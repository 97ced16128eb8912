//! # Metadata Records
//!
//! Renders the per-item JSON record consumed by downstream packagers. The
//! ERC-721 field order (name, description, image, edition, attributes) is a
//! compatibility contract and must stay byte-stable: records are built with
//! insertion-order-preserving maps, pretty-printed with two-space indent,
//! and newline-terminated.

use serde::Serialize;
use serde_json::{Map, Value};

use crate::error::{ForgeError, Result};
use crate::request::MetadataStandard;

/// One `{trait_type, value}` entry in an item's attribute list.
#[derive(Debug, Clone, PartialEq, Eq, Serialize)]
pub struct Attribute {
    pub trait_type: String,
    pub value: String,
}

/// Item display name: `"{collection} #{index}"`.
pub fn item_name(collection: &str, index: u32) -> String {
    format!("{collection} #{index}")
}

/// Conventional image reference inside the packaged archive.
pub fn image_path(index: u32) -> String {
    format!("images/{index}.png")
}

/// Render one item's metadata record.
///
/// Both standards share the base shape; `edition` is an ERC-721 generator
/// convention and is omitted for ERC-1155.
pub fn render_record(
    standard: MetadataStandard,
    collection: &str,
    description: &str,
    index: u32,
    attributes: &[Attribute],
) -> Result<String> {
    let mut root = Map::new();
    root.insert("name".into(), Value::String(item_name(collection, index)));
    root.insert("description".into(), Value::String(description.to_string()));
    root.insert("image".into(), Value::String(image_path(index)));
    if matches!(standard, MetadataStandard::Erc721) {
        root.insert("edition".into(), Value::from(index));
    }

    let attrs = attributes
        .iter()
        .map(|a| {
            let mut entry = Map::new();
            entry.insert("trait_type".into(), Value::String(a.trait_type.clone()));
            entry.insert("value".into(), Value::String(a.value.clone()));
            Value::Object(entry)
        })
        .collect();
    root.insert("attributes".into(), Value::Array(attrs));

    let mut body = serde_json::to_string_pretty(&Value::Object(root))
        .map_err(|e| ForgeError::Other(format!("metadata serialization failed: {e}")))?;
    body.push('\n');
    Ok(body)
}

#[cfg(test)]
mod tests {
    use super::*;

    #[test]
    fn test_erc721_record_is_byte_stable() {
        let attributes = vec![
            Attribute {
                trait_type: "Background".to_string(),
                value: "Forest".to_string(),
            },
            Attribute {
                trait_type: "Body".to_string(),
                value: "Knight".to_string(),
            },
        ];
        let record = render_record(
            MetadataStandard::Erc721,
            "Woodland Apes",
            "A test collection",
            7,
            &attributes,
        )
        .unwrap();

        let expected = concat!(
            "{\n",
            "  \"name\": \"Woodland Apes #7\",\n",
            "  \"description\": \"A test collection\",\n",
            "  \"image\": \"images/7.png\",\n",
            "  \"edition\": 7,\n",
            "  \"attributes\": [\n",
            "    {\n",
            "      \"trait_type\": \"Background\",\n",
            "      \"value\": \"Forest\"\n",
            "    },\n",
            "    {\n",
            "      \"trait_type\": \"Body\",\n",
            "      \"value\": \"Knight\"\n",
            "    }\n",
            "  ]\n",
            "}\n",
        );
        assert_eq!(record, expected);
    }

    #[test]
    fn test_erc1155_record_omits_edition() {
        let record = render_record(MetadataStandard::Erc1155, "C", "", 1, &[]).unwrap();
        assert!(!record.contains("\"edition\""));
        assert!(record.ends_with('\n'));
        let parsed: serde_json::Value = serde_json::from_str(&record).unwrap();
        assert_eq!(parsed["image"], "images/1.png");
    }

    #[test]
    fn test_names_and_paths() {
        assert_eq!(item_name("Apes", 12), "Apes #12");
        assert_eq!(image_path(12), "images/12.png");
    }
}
====================
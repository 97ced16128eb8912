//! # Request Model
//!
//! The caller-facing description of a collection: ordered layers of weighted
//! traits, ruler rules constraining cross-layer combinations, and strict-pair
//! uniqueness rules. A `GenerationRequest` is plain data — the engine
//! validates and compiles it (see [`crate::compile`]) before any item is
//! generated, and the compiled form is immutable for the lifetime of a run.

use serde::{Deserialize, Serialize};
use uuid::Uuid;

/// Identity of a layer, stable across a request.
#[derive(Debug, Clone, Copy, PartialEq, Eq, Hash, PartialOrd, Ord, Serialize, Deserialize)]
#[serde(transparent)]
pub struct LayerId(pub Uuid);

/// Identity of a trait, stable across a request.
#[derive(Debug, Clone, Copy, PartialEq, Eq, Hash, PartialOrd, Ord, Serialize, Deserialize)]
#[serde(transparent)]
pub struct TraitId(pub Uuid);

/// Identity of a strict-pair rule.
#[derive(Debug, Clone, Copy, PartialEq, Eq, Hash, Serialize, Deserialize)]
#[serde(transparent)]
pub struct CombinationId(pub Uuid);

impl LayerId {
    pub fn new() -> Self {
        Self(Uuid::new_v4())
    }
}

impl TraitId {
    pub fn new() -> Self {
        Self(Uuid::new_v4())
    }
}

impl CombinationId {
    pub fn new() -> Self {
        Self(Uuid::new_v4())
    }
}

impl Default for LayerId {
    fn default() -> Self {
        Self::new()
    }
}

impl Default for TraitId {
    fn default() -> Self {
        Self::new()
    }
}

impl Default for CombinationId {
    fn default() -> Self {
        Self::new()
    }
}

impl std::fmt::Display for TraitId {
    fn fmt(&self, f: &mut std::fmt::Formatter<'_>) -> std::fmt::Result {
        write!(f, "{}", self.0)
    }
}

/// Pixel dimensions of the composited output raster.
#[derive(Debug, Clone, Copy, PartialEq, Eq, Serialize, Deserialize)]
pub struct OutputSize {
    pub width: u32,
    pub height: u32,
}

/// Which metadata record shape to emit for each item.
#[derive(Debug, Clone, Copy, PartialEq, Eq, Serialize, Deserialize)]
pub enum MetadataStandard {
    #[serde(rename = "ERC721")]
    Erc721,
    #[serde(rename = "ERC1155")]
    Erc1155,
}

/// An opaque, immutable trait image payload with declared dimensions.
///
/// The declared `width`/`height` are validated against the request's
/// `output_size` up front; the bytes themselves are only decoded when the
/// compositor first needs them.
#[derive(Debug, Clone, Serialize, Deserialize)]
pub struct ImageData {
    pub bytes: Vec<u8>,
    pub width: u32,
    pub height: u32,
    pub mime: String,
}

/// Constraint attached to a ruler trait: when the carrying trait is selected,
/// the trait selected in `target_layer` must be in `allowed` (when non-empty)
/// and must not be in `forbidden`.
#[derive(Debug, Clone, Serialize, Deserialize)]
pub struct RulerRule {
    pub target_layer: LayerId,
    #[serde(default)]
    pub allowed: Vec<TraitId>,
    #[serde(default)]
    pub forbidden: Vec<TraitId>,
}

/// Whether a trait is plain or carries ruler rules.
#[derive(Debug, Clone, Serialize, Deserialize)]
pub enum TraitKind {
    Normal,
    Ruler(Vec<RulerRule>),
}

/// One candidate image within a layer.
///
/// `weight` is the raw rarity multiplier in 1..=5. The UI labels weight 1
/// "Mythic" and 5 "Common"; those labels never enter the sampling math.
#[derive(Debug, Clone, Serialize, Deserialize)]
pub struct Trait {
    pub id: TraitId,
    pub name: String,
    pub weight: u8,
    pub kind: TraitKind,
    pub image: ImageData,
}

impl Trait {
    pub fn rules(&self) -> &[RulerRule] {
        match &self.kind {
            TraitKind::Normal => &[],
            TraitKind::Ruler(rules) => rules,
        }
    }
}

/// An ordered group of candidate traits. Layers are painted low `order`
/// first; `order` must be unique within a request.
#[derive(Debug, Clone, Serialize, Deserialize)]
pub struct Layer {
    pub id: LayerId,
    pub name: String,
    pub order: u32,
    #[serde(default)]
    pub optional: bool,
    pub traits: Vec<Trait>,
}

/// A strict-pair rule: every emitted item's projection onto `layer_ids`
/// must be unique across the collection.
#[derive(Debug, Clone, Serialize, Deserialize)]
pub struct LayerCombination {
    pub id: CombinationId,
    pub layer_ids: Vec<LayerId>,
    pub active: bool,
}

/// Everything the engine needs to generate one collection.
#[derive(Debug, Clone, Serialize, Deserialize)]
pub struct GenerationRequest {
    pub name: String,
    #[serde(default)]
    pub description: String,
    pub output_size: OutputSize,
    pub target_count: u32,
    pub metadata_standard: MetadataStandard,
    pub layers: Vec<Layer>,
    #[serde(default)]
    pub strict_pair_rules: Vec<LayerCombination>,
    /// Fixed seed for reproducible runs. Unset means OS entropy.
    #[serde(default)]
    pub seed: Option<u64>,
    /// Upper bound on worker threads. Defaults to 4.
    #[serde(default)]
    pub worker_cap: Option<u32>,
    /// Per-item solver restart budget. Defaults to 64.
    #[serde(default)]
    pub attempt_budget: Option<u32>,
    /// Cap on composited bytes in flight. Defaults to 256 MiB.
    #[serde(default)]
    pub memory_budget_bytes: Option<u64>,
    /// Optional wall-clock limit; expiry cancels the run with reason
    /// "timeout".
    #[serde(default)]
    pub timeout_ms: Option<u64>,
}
====================
== Directions ==
Copy out every line above where "Uuid" is present.

== Solution for this exercise ==
use uuid::Uuid;
pub struct LayerId(pub Uuid);
pub struct TraitId(pub Uuid);
pub struct CombinationId(pub Uuid);
        Self(Uuid::new_v4())
        Self(Uuid::new_v4())
        Self(Uuid::new_v4())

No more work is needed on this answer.